Wayne Mitchell, industrial & commercial markets director, npower, commented, “We undertook this research into medium-sized businesses to further understand their needs when it comes to energy, following recent CBI and government campaigns to offer greater support to this sector.
“The research found that the person responsible for buying energy can have a significant impact on a business’ revenue yet the importance of this role is undervalued across the UK. Businesses are missing a trick when it comes to having a positive impact on the bottom line by not positioning energy as a board level concern and having a strategy in place to manage its procurement.
“This is despite findings from our previous research which showed that medium-sized businesses rank energy as the second highest business risk they face, above cash flow, legislation and security.
“The Energy Matters research also showed that more than half (57%) felt that energy purchasing is not a valued role within their organisation and fewer than one in ten (seven percent) has received any kind of formal energy procurement training. As a result, over a quarter (27%) of respondents have remained on the same contract because they haven’t had time to review it and one in five (19%) said they don’t have the expertise to switch contracts.”
In those businesses that do have a dedicated energy specialist the picture was very different.

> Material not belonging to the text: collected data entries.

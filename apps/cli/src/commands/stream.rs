//! 相机流水线演示
//!
//! 合成悬滴相机 → 采集线程 → 分析线程，定时打印最新表面张力，结束时导出 JPEG 快照。

use super::{AnalyzerArgs, SyntheticArgs, install_ctrlc};
use anyhow::Result;
use clap::Args;
use pendant_sdk::prelude::*;
use std::path::PathBuf;
use std::sync::Arc;
use std::sync::atomic::Ordering;
use std::time::{Duration, Instant};

/// 视频流命令参数
#[derive(Args, Debug)]
pub struct StreamCommand {
    /// 运行时长（秒），Ctrl-C 提前结束
    #[arg(short, long, default_value_t = 10.0)]
    pub duration: f64,

    /// 最新标注帧的 JPEG 快照
    #[arg(long)]
    pub snapshot: Option<PathBuf>,

    /// 每隔一段时间保存标注帧的目录
    #[arg(long)]
    pub frames_dir: Option<PathBuf>,

    #[command(flatten)]
    pub analyzer: AnalyzerArgs,

    #[command(flatten)]
    pub synthetic: SyntheticArgs,
}

impl StreamCommand {
    pub fn execute(&self) -> Result<()> {
        let running = install_ctrlc()?;
        let analyzer = Arc::new(self.analyzer.analyzer()?);
        let mut camera = PendantDropCamera::new(self.synthetic.camera(), analyzer);
        if let Some(dir) = &self.frames_dir {
            camera = camera.with_sink(Arc::new(DirectorySink::new(dir)));
        }

        camera.start_stream()?;
        camera.initialize_measurement("stream")?;
        camera.start_capture()?;
        println!("▶ 视频流运行中（{:.0} s，Ctrl-C 停止）", self.duration);

        let start = Instant::now();
        let duration = Duration::from_secs_f64(self.duration.max(0.0));
        while running.load(Ordering::SeqCst) && start.elapsed() < duration {
            std::thread::sleep(Duration::from_secs(1));
            if let Some(reason) = camera.stream_fault() {
                println!("❌ 视频流故障: {reason}");
                break;
            }
            match camera.last_sample() {
                Some(sample) => println!(
                    "  t = {:>6.1} s  γ = {:.2} mN/m",
                    sample.elapsed_s, sample.surface_tension
                ),
                None => println!("  等待分析结果..."),
            }
        }

        camera.stop_capture();
        if let Some(path) = &self.snapshot {
            match camera.feed().jpeg()? {
                Some(jpeg) => {
                    std::fs::write(path, jpeg)?;
                    println!("💾 快照已保存: {}", path.display());
                },
                None => println!("⚠️ 没有可用的帧"),
            }
        }
        camera.stop_stream();

        let series = camera.take_time_series();
        let metrics = camera.metrics();
        println!("📊 采样 {} 个", series.len());
        println!(
            "  帧: 采集 {} / 分析成功 {} / 失败 {} / 保存 {}",
            metrics.frames_grabbed,
            metrics.frames_analyzed,
            metrics.analysis_failures,
            metrics.frames_saved
        );
        if let Some(rate) = metrics.analysis_success_rate() {
            println!("  分析成功率: {:.1}%", rate * 100.0);
        }
        Ok(())
    }
}
//! # Pendant Client
//!
//! 移液器控制：枪头状态机、吸液/分液、空气隔断、枪头清洗与梯度稀释。
//!
//! # 状态机
//!
//! ```text
//! Empty ──pick_up_tip──► Tipped(clean) ⇄ aspirate/dispense ──► Tipped(dirty)
//!   ▲                                                               │
//!   └───────────────────────── drop_tip / return_tip ◄──────────────┘
//! ```
//!
//! 不同溶液先后接触同一枪头且中间没有清洗时，枪头变为 dirty；
//! [`Pipette::clean_tip`] 在海绵上清洗后恢复 clean。
//!
//! 所有机器人命令都先于状态更新执行：命令失败时移液器和容器状态保持不变。

mod dilution;
mod error;
mod pipette;
mod types;

pub use dilution::DilutionPlan;
pub use error::PipetteError;
pub use pipette::Pipette;
pub use types::{AirGapTarget, MixSpec, PipetteModel, PipetteSettings, Stroke, TipState};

As well as saving their businesses money, it was in this role that the most amount of time spent was spent on energy purchasing, the presence of a formalised energy strategy was highest and the value placed on the role by the business was felt to be above average.
Mitchell continued, “With office managers (not energy specialists) accounting for the majority of those responsible for energy procurement in medium-sized businesses it is easy to understand why the role can be undervalued, as these people will be juggling a wide variety of tasks to keep the business afloat. Through better managing energy procurement, costs can be kept to a minimum by ensuring energy is purchased at the correct times – namely avoiding peaks in the market – and with a little knowledge businesses can take control of this themselves. Anyone wanting to find out how should source this advice from their supplier and act now to start saving.”